論点の整理です(随時増やしていく予定です。)

総会・情報開示関係
株主総会 期日関係 会社法は、毎事業年度の終了時一定の時期に招集しなければならないと規定するのみであり、事業年度終了後3カ月以内に必ず定時株主総会を招集しなければならないとの規定は存在しない。
定款において「毎月6月」あるいは「毎事業年度終了後3か月以内」に定時幹部主総会を開催しなければならないと規定がある場合でも、「天災等のような極めて特殊な事情によりその時期に定時株主総会を開催することができない状況が生じた場合にまで形式的・画一的に適用してその時期に定時株主総会を開催しなければならないものとする趣旨ではないと考えるのが合理的解釈である」(法務省見解)

災害により物理的に株主総会が開催できない場合に限定せず、質問のように災害による甚大な被害の結果、定時株主総会の目的である計算書類の作成が困難な場合も含まれる。
基準日の効力(会社法124条2項)⇒剰余金配当については、定款に定めた剰余金配当基準日かである3月末日から3か月以内の日を効力発生日とする剰余金配当決議を行う必要。
これができない場合には、別途基準日を公告して配当することを要する。
規定:第124条(基準日)
株式会社は、一定の日(以下この章において「基準日」という。)を定めて、基準日において株主名簿に記載され、又は記録されている株主(以下この条において「基準日株主」という。)をその権利を行使することができる者と定めることができる。
2 基準日を定める場合には、株式会社は、基準日株主が行使することができる権利(基準日から三箇月以内に行使するものに限る。)の内容を定めなければならない。
定款の規定により定時幹部主総会終結時を任期満了とする役員についても、延期された定時株主総会終結の時をもって任期満了と解するのが合理的解釈。
そうでないと、定款所定の時期の経過とともに任期満了となり、これにより員数が欠けた場合は、退任した役員が役員としての権利義務を有することになる。(会社法346条1項)
きてい:第346条(役員等に欠員を生じた場合の措置)
役員が欠けた場合又はこの法律若しくは定款で定めた役員の員数が欠けた場合には、任期の満了又は辞任により退任した役員は、新たに選任された役員(次項の一時役員の職務を行うべき者を含む。

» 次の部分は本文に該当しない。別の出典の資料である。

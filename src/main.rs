use std::sync::Arc;

use anyhow::Context;

use coverdesk::channels::{Channel, TelegramChannel};
use coverdesk::config::Settings;
use coverdesk::documents::{InsuranceDocumentExtractor, MindeeRecognizer};
use coverdesk::llm::{LlmConfig, RigReasoningAgent};
use coverdesk::logging;
use coverdesk::orchestrator::{Collaborators, Orchestrator, Runtime};
use coverdesk::policy::ChannelPolicyDelivery;
use coverdesk::session::LibSqlSessionStore;
use coverdesk::upload::UploadAggregator;

#[tokio::main]
async fn main() -> anyhow::Result<()> {
    let settings = Settings::from_env().unwrap_or_else(|e| {
        eprintln!("Error: {e}");
        std::process::exit(1);
    });
    settings
        .ensure_data_dir()
        .with_context(|| format!("creating {}", settings.data_dir.display()))?;

    let _log_guard = logging::init(&settings.log_level, Some(&settings.log_file));

    tracing::info!(
        version = env!("CARGO_PKG_VERSION"),
        model = %settings.model,
        database = %settings.database_path.display(),
        "Coverdesk starting"
    );

    // ── Session store ────────────────────────────────────────────────────
    let config = settings.orchestrator.clone();
    let store = Arc::new(
        LibSqlSessionStore::new_local(&settings.database_path, config.max_history)
            .await
            .context("opening session store")?,
    );

    // ── Channel ──────────────────────────────────────────────────────────
    let telegram = Arc::new(TelegramChannel::new(
        settings.bot_token.clone(),
        settings.allowed_users.clone(),
    ));
    if let Err(e) = telegram.health_check().await {
        tracing::warn!(error = %e, "Telegram health check failed, continuing");
    }
    let channel: Arc<dyn Channel> = telegram.clone();

    // ── Collaborators ────────────────────────────────────────────────────
    let reasoning = RigReasoningAgent::new(&LlmConfig {
        api_key: settings.openai_api_key.clone(),
        model: settings.model.clone(),
    })
    .context("creating reasoning agent")?;
    let recognizer = MindeeRecognizer::new(
        settings.mindee_api_key.clone(),
        settings.mindee_account_name.clone(),
    );
    let extractor = InsuranceDocumentExtractor::new(telegram.clone(), Arc::new(recognizer));
    let collaborators = Collaborators {
        reasoning: Arc::new(reasoning),
        extractor: Arc::new(extractor),
        delivery: Arc::new(ChannelPolicyDelivery::new(channel.clone())),
    };

    // ── Orchestrator ─────────────────────────────────────────────────────
    let (aggregator, flushes) = UploadAggregator::new(config.quiet_period);
    let orchestrator = Arc::new(Orchestrator::new(store, aggregator, collaborators, config));

    Runtime::new(orchestrator, channel)
        .run(flushes, shutdown_signal())
        .await
        .context("running event pump")?;

    tracing::info!("Coverdesk stopped");
    Ok(())
}

/// Resolves on Ctrl-C or SIGTERM.
async fn shutdown_signal() {
    let ctrl_c = async {
        if let Err(e) = tokio::signal::ctrl_c().await {
            tracing::error!(error = %e, "Failed to listen for Ctrl-C");
            std::future::pending::<()>().await;
        }
    };

    #[cfg(unix)]
    let terminate = async {
        match tokio::signal::unix::signal(tokio::signal::unix::SignalKind::terminate()) {
            Ok(mut signal) => {
                signal.recv().await;
            }
            Err(e) => {
                tracing::error!(error = %e, "Failed to listen for SIGTERM");
                std::future::pending::<()>().await;
            }
        }
    };

    #[cfg(not(unix))]
    let terminate = std::future::pending::<()>();

    tokio::select! {
        _ = ctrl_c => {}
        _ = terminate => {}
    }
}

)が就任するまで、なお役員としての権利義務を有する。
対応 いったん開催の上延期・続行の決議を行う(会社法317条)。
法務省の見解に基づき、議決権行使の基準日を設定し直した上で(会社法124B)定款記載の事業年度の終了後3カ月以内という期限の後に延期。
会計監査人の意見 @意見表明がなされないかA限定付き適正意見
⇒会社は取締役会が承認した計算書類等を株主総会に付議して承認決議を求める。
株主総会の承認決議は、後日その計算書類に大きな見積り誤りがあった場合、会社法(429条2項、462条1項)および金商法(21条の2等)の取締役等の責任を免責するものではない。

剰余金配当議案を付議することには慎重であるべき。
付議する場合は、いかなる場合でも分配可能額を超える結とならないように慎重の上にも新法を期することが必要。
招集通知の記載 お見舞い文言。
電力事情⇒クールビズ。
懇親会やお土産の廃止⇒義援金へ。
事業報告 本震災等による損害や業績への影響と将来的影響について
「事業の経過及びその成果」にその旨を記載。
本震災を踏まえた業績回復への取組やそのための経営戦略の変更などを「対処すべき課題」に記載。

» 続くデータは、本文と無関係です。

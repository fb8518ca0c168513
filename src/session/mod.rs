//! Session store — durable, versioned conversation state keyed by user.

pub mod libsql_backend;
pub mod migrations;
pub mod model;
pub mod store;

pub use libsql_backend::LibSqlSessionStore;
pub use model::{HistoryEntry, Role, Session, Stage};
pub use store::SessionStore;
//! Bounded timeouts and exponential backoff for collaborator calls.

use std::future::Future;
use std::time::Duration;

use rand::Rng;

use crate::error::CollaboratorError;

/// Backoff policy for transient failures.
#[derive(Debug, Clone, Copy)]
pub struct RetryPolicy {
    /// Retries after the first attempt.
    pub max_retries: u32,
    pub base_delay: Duration,
    pub max_delay: Duration,
}

impl Default for RetryPolicy {
    fn default() -> Self {
        Self {
            max_retries: 3,
            base_delay: Duration::from_millis(500),
            max_delay: Duration::from_secs(8),
        }
    }
}

impl RetryPolicy {
    /// Delay before retry number `attempt` (1-based), with up to 25% jitter.
    pub fn delay_for(&self, attempt: u32) -> Duration {
        let exp = self
            .base_delay
            .saturating_mul(2u32.saturating_pow(attempt.saturating_sub(1)));
        let capped = exp.min(self.max_delay);
        let jitter_ms = (capped.as_millis() as u64) / 4;
        if jitter_ms == 0 {
            return capped;
        }
        capped + Duration::from_millis(rand::thread_rng().gen_range(0..=jitter_ms))
    }
}

/// Run `fut` with an upper bound, mapping elapsed time to a transient failure.
pub async fn with_timeout<T, F>(
    service: &str,
    limit: Duration,
    fut: F,
) -> Result<T, CollaboratorError>
where
    F: Future<Output = Result<T, CollaboratorError>>,
{
    match tokio::time::timeout(limit, fut).await {
        Ok(result) => result,
        Err(_) => Err(CollaboratorError::Timeout {
            service: service.to_string(),
            after: limit,
        }),
    }
}

/// Call `op` until it succeeds, fails permanently, or retries run out.
///
/// Each attempt is bounded by `limit`. Only transient failures are retried.
pub async fn with_retry<T, F, Fut>(
    service: &str,
    policy: &RetryPolicy,
    limit: Duration,
    mut op: F,
) -> Result<T, CollaboratorError>
where
    F: FnMut() -> Fut,
    Fut: Future<Output = Result<T, CollaboratorError>>,
{
    let mut attempt = 0;
    loop {
        match with_timeout(service, limit, op()).await {
            Ok(value) => return Ok(value),
            Err(e) if e.is_transient() && attempt < policy.max_retries => {
                attempt += 1;
                let delay = policy.delay_for(attempt);
                tracing::warn!(
                    service,
                    attempt,
                    delay_ms = delay.as_millis() as u64,
                    error = %e,
                    "Transient collaborator failure, retrying"
                );
                tokio::time::sleep(delay).await;
            }
            Err(e) => return Err(e),
        }
    }
}

#[cfg(test)]
mod tests {
    use std::sync::Arc;
    use std::sync::atomic::{AtomicU32, Ordering};

    use super::*;

    fn policy() -> RetryPolicy {
        RetryPolicy {
            max_retries: 2,
            base_delay: Duration::from_millis(10),
            max_delay: Duration::from_millis(40),
        }
    }

    #[test]
    fn delay_grows_and_caps() {
        let p = policy();
        let first = p.delay_for(1);
        assert!(first >= Duration::from_millis(10) && first <= Duration::from_millis(12));
        let third = p.delay_for(3);
        assert!(third >= Duration::from_millis(40) && third <= Duration::from_millis(50));
        let far = p.delay_for(30);
        assert!(far <= Duration::from_millis(50));
    }

    #[tokio::test(start_paused = true)]
    async fn transient_failures_are_retried() {
        let calls = Arc::new(AtomicU32::new(0));
        let c = Arc::clone(&calls);
        let result = with_retry("svc", &policy(), Duration::from_secs(1), || {
            let c = Arc::clone(&c);
            async move {
                if c.fetch_add(1, Ordering::SeqCst) < 2 {
                    Err(CollaboratorError::transient("svc", "busy"))
                } else {
                    Ok(7)
                }
            }
        })
        .await;
        assert_eq!(result.unwrap(), 7);
        assert_eq!(calls.load(Ordering::SeqCst), 3);
    }

    #[tokio::test(start_paused = true)]
    async fn retries_are_bounded() {
        let calls = Arc::new(AtomicU32::new(0));
        let c = Arc::clone(&calls);
        let result: Result<(), _> = with_retry("svc", &policy(), Duration::from_secs(1), || {
            let c = Arc::clone(&c);
            async move {
                c.fetch_add(1, Ordering::SeqCst);
                Err(CollaboratorError::transient("svc", "busy"))
            }
        })
        .await;
        assert!(result.unwrap_err().is_transient());
        assert_eq!(calls.load(Ordering::SeqCst), 3);
    }

    #[tokio::test(start_paused = true)]
    async fn permanent_failures_are_not_retried() {
        let calls = Arc::new(AtomicU32::new(0));
        let c = Arc::clone(&calls);
        let result: Result<(), _> = with_retry("svc", &policy(), Duration::from_secs(1), || {
            let c = Arc::clone(&c);
            async move {
                c.fetch_add(1, Ordering::SeqCst);
                Err(CollaboratorError::rejected("svc", "bad input"))
            }
        })
        .await;
        assert!(matches!(result, Err(CollaboratorError::Rejected { .. })));
        assert_eq!(calls.load(Ordering::SeqCst), 1);
    }

    #[tokio::test(start_paused = true)]
    async fn slow_calls_time_out() {
        let result: Result<(), _> = with_timeout("svc", Duration::from_millis(100), async {
            tokio::time::sleep(Duration::from_secs(10)).await;
            Ok(())
        })
        .await;
        assert!(matches!(result, Err(CollaboratorError::Timeout { .. })));
    }
}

工場等が被災⇒「設備投資等の状況」に「重大な固定資産の撤去・滅失等」として記載し(被災した設備が復旧した場合はその旨)、「工場・営業拠点」にその状況を記載。
資金調達や融資枠の設定⇒「資金調達の状況」にその旨記載する。
計算書類 繰延税金資産、貸倒引当金、撤去費用等の引当金などの貸借対照表の勘定科目。
損益計算書における特別損失(固定資産滅失損失、棚卸資産滅失損失等、撤去費用、減損損失、原状回復費用、移転費用等)などに影響。

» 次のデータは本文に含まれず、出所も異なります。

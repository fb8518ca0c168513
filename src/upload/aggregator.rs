//! Upload aggregator — coalesces a burst of attachments into one batch.
//!
//! Each attachment (re)schedules a deferred check at
//! `last_seen_at + quiet_period`. A check only flushes if no attachment
//! arrived after it was scheduled; older checks wake up, see a newer
//! generation, and do nothing.

use std::collections::HashMap;
use std::sync::{Arc, Weak};
use std::time::Duration;

use tokio::sync::{Mutex, mpsc};
use tokio::task::JoinHandle;
use tokio::time::Instant;
use tracing::{debug, info};
use uuid::Uuid;

use crate::channels::Attachment;

/// A completed burst, handed to the orchestrator exactly once.
#[derive(Debug, Clone)]
pub struct FlushedBatch {
    pub batch_id: Uuid,
    pub user_id: String,
    /// Ordered by the channel's message id.
    pub items: Vec<Attachment>,
    pub first_seen_at: Instant,
    pub last_seen_at: Instant,
}

/// A burst that is still accumulating.
#[derive(Debug)]
struct PendingBatch {
    batch_id: Uuid,
    items: Vec<Attachment>,
    first_seen_at: Instant,
    last_seen_at: Instant,
    /// Bumped on every attachment; a check only flushes its own generation.
    generation: u64,
    check: JoinHandle<()>,
}

/// Debounces attachments per user.
pub struct UploadAggregator {
    quiet_period: Duration,
    pending: Mutex<HashMap<String, PendingBatch>>,
    flush_tx: mpsc::UnboundedSender<FlushedBatch>,
}

impl UploadAggregator {
    /// Create an aggregator and the receiver flushed batches arrive on.
    pub fn new(quiet_period: Duration) -> (Arc<Self>, mpsc::UnboundedReceiver<FlushedBatch>) {
        let (flush_tx, flush_rx) = mpsc::unbounded_channel();
        let aggregator = Arc::new(Self {
            quiet_period,
            pending: Mutex::new(HashMap::new()),
            flush_tx,
        });
        (aggregator, flush_rx)
    }

    /// Buffer an attachment and push the user's deadline back.
    pub async fn push(self: &Arc<Self>, user_id: &str, item: Attachment) {
        let now = Instant::now();
        let deadline = now + self.quiet_period;
        let mut pending = self.pending.lock().await;

        if let Some(batch) = pending.get_mut(user_id) {
            batch.items.push(item);
            batch.last_seen_at = now;
            batch.generation += 1;
            // The previous check stays alive and becomes a no-op.
            batch.check = self.schedule_check(user_id, batch.generation, deadline);
            debug!(user_id, items = batch.items.len(), "Attachment added to pending batch");
            return;
        }

        let check = self.schedule_check(user_id, 0, deadline);
        pending.insert(
            user_id.to_string(),
            PendingBatch {
                batch_id: Uuid::new_v4(),
                items: vec![item],
                first_seen_at: now,
                last_seen_at: now,
                generation: 0,
                check,
            },
        );
        debug!(user_id, "Started new upload batch");
    }

    /// Drop the user's pending batch without flushing it. Returns the number
    /// of discarded attachments.
    pub async fn discard(&self, user_id: &str) -> usize {
        let removed = self.pending.lock().await.remove(user_id);
        match removed {
            Some(batch) => {
                batch.check.abort();
                info!(
                    user_id,
                    batch_id = %batch.batch_id,
                    items = batch.items.len(),
                    "Discarded pending upload batch"
                );
                batch.items.len()
            }
            None => 0,
        }
    }

    /// Number of attachments buffered for `user_id`.
    pub async fn pending_items(&self, user_id: &str) -> usize {
        self.pending
            .lock()
            .await
            .get(user_id)
            .map(|b| b.items.len())
            .unwrap_or(0)
    }

    fn schedule_check(
        self: &Arc<Self>,
        user_id: &str,
        generation: u64,
        deadline: Instant,
    ) -> JoinHandle<()> {
        let weak: Weak<Self> = Arc::downgrade(self);
        let user_id = user_id.to_string();
        tokio::spawn(async move {
            tokio::time::sleep_until(deadline).await;
            if let Some(aggregator) = weak.upgrade() {
                aggregator.check(&user_id, generation).await;
            }
        })
    }

    /// Deferred check: flush only if nothing arrived since it was scheduled.
    async fn check(&self, user_id: &str, generation: u64) {
        let mut pending = self.pending.lock().await;
        let current = match pending.get(user_id) {
            Some(batch) => batch.generation,
            None => {
                debug!(user_id, "No pending batch at check time");
                return;
            }
        };
        if current != generation {
            debug!(user_id, generation, current, "Superseded quiet-period check");
            return;
        }

        let Some(batch) = pending.remove(user_id) else {
            return;
        };
        drop(pending);

        let mut items = batch.items;
        items.sort_by_key(|item| item.message_id);

        info!(
            user_id,
            batch_id = %batch.batch_id,
            items = items.len(),
            "Upload batch ready"
        );

        let flushed = FlushedBatch {
            batch_id: batch.batch_id,
            user_id: user_id.to_string(),
            items,
            first_seen_at: batch.first_seen_at,
            last_seen_at: batch.last_seen_at,
        };
        if self.flush_tx.send(flushed).is_err() {
            debug!(user_id, "Flush receiver closed, dropping batch");
        }
    }
}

招集通知が不到達 招集通知は発信主義であり、株主名簿記載の住所に発送していれば、不到達の場合でも法的問題は生じない(会社法299条1項、126条1項2号)。
WEB修正による会場変更の可否 狭義の招集通知の記載事項(開催場所)はWEB修正の対象ではないが(会社法施行規則65条3項、133条6項、会社計算規則133条7項、134条7項)、会社のウェブサイト等であらかじめ変更を周知し、当日、予定された会場に案内係を置き、新会場に株主を誘導し、その出席を確保できるよう手だてを講じることは可能。
but現実には困難。

予定されていた開催場所において、決議に必要な最低限度の条件を整え、とにかく決議までは終了させるといった総会運営を考えることが優先されるべき。
招集通知発送後不測の事態で延期の場合 狭義の招集通知はWEB修正の対象ではない。
延期する旨の通知は、@延期後の会日の2週間前までに株主に発送され、A延期する旨の通知が当初予定されていた株主総会の会日の前に株主に到達している必要がある。
予定されていた会日になって総会開催が物理的に不可能となった場合、改めて招集手続を行うほかない。
議案への影響 計算書類の会計監査報告で「無限定適正意見」が得られない⇒計算書類承認議案が必要。
この場合、剰余金配当議案には慎重な対応が必要。
多額の損失が生じる会社⇒剰余金処分案においてその他資本剰余金や任意積立金の取り崩しが必要となったり、さらには欠損填補のため資本金や準備金を減少する議案を付議する必要。
報酬増額や賞与支給議案の見直し等。
総会当日の対応 冒頭 被災者へのお見舞いの言葉
黙祷を捧げる
総会開会に先立つ事務局のアナウンスに避難指示があった場合の避難場所等の説明を入れる。
続行・延会 総会開催中に避難指示がなされる場合に備え、議事の冒頭で議事の最中に、避難指示があった場合に総会を続行することを決議。
議事に入る前であれば延会の決議。
いずれの場合も、日時、場所を決議する必要があるが、定められない場合には議長に一任決議も可能。
継続会は相当の期間内であることを要し、株主への通知を要する。
継続会は当初の総会と同一性を保持⇒出席すべき株主も同一であり、基準日の効力期間(3か月)を超えてもその違反はない。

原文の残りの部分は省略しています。